__Work required__:
Below are some records; quote exactly the lines from the one that contains "return vec![NO_DATA_MESSAGE.to_string()];" through the one that contains "format_amount(summary.total, currency)", inclusive, and no others.

__Given information__:
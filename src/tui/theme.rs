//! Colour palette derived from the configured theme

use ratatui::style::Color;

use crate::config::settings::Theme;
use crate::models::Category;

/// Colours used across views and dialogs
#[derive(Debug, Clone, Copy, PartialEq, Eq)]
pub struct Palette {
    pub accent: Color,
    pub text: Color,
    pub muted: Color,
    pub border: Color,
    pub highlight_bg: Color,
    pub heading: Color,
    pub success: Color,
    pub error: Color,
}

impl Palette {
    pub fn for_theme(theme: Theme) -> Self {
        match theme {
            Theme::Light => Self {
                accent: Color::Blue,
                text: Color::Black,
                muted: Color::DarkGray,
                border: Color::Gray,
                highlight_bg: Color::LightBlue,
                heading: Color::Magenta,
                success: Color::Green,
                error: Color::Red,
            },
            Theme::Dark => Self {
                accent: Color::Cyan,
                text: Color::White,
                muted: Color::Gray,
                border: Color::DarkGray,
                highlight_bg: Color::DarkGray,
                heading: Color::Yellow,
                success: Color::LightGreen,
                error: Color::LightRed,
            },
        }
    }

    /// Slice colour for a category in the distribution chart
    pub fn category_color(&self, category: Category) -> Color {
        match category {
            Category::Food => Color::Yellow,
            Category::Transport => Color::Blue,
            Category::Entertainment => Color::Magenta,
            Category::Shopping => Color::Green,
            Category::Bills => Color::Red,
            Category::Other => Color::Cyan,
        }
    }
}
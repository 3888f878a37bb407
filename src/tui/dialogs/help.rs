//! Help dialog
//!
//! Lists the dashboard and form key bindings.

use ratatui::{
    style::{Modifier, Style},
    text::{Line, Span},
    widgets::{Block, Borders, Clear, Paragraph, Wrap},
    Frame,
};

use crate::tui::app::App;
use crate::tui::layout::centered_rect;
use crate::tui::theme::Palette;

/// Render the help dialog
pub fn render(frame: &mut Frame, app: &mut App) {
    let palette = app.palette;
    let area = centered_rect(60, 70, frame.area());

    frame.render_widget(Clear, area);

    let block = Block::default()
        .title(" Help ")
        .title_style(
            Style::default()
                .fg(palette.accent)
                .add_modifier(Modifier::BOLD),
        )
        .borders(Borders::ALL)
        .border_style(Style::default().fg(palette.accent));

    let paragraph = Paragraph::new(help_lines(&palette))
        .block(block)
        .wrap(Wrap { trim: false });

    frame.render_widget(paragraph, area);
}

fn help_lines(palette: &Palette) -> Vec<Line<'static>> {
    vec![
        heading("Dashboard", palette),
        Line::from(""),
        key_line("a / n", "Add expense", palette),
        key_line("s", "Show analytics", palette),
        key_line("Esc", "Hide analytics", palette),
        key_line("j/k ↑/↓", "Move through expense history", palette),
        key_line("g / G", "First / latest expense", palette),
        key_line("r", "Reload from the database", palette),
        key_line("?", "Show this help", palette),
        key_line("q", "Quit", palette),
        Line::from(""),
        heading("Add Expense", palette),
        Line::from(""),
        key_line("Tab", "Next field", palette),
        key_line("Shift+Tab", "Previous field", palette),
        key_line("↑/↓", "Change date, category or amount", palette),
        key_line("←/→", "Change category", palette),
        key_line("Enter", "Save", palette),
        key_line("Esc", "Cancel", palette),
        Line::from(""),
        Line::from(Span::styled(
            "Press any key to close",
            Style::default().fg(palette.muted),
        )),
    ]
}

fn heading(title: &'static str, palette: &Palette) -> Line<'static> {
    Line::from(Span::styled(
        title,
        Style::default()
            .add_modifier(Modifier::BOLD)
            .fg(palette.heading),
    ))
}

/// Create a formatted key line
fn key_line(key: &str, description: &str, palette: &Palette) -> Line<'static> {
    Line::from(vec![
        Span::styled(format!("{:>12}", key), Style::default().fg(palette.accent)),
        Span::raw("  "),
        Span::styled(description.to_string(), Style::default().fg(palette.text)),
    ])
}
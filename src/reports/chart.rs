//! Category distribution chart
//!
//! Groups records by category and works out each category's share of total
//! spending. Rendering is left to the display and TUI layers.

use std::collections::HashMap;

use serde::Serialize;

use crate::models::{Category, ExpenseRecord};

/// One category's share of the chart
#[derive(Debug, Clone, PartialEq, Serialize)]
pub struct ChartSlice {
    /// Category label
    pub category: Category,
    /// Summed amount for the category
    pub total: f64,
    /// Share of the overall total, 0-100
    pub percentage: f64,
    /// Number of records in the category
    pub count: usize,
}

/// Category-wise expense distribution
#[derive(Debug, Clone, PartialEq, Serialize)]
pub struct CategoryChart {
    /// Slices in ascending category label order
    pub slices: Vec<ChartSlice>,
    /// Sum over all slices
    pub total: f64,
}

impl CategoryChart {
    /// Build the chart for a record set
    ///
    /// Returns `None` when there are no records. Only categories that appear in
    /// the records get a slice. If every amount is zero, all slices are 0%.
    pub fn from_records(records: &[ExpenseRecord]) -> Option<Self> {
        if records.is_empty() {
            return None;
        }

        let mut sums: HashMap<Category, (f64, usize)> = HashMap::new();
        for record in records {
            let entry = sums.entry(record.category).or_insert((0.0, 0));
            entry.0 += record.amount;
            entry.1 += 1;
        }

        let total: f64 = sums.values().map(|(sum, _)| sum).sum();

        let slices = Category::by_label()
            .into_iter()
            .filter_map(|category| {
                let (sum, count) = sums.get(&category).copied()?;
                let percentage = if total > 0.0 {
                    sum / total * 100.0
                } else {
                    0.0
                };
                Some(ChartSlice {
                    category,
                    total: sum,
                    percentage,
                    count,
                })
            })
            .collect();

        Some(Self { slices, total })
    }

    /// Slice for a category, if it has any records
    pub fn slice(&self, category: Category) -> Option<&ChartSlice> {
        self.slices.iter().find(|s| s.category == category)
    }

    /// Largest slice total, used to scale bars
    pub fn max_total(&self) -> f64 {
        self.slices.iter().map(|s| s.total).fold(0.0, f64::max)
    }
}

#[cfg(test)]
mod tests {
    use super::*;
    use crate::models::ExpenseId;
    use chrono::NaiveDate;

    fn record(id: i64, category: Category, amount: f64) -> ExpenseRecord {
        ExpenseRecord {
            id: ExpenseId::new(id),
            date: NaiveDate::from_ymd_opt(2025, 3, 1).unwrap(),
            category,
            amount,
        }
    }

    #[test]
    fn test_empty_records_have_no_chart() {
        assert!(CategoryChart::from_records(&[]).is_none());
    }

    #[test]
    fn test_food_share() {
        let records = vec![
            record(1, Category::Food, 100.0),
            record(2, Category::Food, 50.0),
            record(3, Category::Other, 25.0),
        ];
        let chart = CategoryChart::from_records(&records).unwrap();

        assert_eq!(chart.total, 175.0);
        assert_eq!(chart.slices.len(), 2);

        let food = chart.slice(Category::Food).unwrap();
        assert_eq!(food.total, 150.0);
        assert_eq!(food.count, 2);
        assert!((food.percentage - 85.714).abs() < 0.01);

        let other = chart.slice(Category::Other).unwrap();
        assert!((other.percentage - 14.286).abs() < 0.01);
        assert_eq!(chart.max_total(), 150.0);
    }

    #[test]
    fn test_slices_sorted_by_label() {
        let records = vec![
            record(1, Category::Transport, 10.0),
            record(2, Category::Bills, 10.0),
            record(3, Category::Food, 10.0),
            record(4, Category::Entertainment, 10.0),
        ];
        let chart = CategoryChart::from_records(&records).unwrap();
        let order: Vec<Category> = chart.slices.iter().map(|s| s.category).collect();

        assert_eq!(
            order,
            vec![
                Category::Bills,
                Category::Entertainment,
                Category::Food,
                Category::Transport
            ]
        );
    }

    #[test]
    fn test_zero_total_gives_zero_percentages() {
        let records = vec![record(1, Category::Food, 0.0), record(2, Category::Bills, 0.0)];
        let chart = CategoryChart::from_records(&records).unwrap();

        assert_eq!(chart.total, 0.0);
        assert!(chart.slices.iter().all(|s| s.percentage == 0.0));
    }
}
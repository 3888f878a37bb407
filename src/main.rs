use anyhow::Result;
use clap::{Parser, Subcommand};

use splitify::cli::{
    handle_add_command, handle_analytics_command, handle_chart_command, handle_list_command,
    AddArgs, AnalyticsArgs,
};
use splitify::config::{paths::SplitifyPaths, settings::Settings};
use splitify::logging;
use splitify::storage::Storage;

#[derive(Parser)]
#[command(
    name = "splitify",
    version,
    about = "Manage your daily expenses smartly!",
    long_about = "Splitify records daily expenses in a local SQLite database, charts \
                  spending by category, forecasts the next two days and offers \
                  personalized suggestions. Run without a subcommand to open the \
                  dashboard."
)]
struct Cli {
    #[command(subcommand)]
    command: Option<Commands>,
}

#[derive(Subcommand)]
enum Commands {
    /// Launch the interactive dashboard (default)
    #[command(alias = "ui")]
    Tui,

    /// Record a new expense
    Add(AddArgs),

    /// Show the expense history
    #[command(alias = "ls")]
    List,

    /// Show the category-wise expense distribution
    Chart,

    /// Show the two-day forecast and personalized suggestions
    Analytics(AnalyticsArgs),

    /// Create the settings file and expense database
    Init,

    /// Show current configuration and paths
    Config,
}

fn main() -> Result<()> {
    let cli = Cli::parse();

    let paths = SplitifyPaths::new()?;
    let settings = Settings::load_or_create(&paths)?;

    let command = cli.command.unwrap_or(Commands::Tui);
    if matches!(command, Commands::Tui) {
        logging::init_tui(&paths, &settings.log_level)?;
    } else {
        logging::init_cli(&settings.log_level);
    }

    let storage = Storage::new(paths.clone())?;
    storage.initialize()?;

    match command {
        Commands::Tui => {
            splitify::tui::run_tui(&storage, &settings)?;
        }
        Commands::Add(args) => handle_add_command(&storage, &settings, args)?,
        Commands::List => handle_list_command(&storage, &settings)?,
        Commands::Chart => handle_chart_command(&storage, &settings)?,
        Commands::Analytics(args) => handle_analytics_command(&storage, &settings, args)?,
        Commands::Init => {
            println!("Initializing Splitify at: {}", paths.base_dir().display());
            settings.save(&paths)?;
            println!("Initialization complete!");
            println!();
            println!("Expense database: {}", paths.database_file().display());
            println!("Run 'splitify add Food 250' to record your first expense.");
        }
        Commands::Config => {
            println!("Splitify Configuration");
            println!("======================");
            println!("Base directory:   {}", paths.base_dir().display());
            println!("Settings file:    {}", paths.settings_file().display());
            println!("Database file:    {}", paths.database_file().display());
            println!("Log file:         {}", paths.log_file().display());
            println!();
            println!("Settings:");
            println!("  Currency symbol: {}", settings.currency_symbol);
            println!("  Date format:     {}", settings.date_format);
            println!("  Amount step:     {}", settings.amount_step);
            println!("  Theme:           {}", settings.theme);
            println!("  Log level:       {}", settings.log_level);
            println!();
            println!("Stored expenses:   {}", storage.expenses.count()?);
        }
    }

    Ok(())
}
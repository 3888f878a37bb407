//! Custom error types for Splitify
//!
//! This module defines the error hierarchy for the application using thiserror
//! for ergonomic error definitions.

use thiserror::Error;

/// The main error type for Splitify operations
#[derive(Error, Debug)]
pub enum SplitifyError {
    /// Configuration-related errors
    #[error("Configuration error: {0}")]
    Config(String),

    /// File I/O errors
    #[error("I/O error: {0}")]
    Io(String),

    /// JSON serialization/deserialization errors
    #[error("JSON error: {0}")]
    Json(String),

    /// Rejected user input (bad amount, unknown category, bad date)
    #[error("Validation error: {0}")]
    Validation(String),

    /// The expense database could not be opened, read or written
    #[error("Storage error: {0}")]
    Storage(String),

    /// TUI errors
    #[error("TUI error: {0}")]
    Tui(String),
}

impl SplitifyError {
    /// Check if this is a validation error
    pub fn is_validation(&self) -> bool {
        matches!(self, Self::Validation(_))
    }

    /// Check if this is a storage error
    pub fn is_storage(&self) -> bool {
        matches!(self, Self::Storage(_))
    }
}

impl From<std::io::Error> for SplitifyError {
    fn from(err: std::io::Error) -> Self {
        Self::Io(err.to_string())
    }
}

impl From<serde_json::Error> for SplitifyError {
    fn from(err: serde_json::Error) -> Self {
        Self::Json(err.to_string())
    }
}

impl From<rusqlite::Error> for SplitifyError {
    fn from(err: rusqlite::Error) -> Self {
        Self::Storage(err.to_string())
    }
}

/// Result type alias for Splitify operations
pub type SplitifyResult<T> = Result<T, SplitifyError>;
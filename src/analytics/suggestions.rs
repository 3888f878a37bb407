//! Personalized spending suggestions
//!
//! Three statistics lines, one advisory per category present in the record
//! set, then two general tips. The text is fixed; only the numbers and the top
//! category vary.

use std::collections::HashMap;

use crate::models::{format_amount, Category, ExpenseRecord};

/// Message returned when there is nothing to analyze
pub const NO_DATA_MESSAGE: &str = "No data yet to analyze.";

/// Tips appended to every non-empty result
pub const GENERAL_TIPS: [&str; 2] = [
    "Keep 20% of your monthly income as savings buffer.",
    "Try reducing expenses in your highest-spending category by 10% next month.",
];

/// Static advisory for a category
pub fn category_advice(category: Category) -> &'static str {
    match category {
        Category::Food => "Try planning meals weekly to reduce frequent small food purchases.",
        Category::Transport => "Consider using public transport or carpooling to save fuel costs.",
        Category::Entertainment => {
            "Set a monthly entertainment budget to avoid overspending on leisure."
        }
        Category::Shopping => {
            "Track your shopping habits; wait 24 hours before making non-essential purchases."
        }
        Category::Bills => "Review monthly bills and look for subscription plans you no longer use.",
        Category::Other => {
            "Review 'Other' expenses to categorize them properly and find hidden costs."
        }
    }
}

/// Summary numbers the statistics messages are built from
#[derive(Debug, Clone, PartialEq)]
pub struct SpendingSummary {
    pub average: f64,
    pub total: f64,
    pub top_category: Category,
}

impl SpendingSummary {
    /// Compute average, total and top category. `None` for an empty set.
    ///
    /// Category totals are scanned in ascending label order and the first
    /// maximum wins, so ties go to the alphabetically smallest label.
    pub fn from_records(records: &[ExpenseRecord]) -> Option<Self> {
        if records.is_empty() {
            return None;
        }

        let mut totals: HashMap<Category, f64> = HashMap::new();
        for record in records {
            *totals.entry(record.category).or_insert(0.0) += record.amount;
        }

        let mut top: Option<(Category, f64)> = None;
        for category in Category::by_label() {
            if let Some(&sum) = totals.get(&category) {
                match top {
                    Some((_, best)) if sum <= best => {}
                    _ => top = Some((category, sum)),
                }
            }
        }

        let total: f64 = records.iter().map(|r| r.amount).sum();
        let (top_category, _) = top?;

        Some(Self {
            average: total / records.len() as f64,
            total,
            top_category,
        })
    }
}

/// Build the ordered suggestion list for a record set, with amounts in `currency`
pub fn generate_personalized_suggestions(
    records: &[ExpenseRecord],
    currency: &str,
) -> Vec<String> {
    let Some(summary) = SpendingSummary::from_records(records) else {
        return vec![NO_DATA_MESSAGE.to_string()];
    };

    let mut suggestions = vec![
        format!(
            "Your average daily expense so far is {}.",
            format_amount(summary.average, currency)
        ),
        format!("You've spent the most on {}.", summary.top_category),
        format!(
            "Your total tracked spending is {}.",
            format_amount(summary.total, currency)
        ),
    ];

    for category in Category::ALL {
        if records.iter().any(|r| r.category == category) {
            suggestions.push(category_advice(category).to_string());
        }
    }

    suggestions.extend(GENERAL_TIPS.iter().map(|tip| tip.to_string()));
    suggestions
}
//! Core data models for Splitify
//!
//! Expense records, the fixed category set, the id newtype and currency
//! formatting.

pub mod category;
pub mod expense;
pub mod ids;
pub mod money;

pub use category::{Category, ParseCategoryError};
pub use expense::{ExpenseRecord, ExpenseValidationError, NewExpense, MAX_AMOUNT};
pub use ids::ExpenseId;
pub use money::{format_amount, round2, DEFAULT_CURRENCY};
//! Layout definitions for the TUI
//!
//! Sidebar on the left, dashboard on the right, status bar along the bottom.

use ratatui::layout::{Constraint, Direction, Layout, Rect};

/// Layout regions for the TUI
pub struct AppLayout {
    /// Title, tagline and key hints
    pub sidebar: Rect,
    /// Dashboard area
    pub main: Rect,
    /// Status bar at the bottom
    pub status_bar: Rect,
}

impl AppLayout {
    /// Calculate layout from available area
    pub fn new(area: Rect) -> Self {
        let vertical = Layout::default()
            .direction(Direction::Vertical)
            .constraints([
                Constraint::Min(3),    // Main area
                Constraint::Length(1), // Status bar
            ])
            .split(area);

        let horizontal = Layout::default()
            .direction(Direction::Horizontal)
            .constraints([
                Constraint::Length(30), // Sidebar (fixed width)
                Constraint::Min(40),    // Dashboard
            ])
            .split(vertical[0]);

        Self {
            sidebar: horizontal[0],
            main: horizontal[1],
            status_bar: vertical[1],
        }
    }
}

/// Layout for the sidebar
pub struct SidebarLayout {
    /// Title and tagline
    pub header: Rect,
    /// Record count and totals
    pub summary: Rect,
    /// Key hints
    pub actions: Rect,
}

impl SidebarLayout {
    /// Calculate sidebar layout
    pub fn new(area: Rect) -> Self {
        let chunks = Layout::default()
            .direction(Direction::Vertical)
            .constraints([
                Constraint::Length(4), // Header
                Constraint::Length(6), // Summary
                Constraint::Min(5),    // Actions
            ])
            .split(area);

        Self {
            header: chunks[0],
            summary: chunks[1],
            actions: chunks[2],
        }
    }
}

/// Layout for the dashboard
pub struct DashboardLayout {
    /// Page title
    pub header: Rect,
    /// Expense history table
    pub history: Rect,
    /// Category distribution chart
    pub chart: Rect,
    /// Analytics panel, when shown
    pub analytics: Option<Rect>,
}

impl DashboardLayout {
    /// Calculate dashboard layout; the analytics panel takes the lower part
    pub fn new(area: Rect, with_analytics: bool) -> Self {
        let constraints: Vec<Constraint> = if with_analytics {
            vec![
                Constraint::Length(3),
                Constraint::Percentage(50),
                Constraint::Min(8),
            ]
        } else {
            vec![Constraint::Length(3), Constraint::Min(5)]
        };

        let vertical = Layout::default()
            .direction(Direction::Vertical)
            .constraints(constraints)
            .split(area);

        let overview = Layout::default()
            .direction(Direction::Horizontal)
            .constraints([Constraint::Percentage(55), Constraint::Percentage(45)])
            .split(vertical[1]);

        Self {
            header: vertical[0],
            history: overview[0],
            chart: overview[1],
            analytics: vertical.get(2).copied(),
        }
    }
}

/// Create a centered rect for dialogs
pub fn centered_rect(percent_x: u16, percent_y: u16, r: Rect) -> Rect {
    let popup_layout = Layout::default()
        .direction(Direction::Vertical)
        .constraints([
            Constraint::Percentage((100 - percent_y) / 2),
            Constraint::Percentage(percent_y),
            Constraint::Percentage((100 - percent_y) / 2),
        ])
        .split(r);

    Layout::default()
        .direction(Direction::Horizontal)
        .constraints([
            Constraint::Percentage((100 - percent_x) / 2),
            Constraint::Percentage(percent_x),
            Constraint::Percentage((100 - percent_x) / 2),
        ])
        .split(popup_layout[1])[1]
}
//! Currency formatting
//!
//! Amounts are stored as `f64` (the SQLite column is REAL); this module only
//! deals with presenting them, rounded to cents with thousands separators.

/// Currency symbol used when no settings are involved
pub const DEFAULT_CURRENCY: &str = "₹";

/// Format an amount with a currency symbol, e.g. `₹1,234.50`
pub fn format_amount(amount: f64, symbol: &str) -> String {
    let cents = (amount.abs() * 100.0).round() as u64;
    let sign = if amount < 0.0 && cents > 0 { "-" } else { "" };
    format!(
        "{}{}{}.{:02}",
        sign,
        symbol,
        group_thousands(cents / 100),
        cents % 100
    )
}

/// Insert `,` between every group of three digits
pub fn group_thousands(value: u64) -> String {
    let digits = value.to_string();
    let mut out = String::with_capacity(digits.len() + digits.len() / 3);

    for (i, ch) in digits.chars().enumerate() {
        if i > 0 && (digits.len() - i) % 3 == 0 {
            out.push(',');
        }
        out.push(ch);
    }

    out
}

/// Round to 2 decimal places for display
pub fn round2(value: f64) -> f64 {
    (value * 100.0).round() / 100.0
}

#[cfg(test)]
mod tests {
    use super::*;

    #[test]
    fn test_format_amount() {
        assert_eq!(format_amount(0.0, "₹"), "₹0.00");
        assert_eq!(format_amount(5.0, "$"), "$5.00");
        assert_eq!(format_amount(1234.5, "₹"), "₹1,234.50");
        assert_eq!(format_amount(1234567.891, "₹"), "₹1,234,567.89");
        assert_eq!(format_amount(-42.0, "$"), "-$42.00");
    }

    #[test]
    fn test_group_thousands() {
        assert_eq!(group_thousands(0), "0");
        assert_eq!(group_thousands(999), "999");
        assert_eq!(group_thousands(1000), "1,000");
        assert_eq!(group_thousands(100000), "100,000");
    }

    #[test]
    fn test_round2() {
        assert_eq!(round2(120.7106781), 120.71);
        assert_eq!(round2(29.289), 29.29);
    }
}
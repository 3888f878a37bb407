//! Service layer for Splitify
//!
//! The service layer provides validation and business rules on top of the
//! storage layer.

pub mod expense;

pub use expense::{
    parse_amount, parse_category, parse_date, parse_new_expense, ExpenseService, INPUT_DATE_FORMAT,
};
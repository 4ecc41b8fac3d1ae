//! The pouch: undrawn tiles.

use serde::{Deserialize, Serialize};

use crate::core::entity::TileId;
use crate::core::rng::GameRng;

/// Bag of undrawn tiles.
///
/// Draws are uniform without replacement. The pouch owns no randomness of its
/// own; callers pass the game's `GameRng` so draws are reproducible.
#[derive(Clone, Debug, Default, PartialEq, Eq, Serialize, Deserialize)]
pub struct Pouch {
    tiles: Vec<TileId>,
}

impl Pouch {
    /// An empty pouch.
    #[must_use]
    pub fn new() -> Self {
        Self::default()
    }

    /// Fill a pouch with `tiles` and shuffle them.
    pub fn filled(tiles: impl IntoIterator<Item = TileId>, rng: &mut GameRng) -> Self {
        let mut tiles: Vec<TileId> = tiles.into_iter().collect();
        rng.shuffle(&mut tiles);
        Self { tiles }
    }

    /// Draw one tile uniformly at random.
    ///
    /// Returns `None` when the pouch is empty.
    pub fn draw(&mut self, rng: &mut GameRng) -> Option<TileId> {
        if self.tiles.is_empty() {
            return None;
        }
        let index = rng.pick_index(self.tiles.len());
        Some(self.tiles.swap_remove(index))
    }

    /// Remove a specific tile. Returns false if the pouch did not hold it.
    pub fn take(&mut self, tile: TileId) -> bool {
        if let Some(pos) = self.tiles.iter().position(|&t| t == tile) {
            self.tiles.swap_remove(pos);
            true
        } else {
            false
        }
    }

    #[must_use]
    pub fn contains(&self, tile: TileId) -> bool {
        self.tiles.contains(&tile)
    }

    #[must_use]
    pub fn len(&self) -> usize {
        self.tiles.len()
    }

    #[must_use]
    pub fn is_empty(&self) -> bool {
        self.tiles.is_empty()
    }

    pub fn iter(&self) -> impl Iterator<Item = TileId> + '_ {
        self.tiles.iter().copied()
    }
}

__Reply__:
        return vec![NO_DATA_MESSAGE.to_string()];
    };

    let mut suggestions = vec![
        format!(
            "Your average daily expense so far is {}.",
            format_amount(summary.average, currency)
        ),
        format!("You've spent the most on {}.", summary.top_category),
        format!(
            "Your total tracked spending is {}.",
            format_amount(summary.total, currency)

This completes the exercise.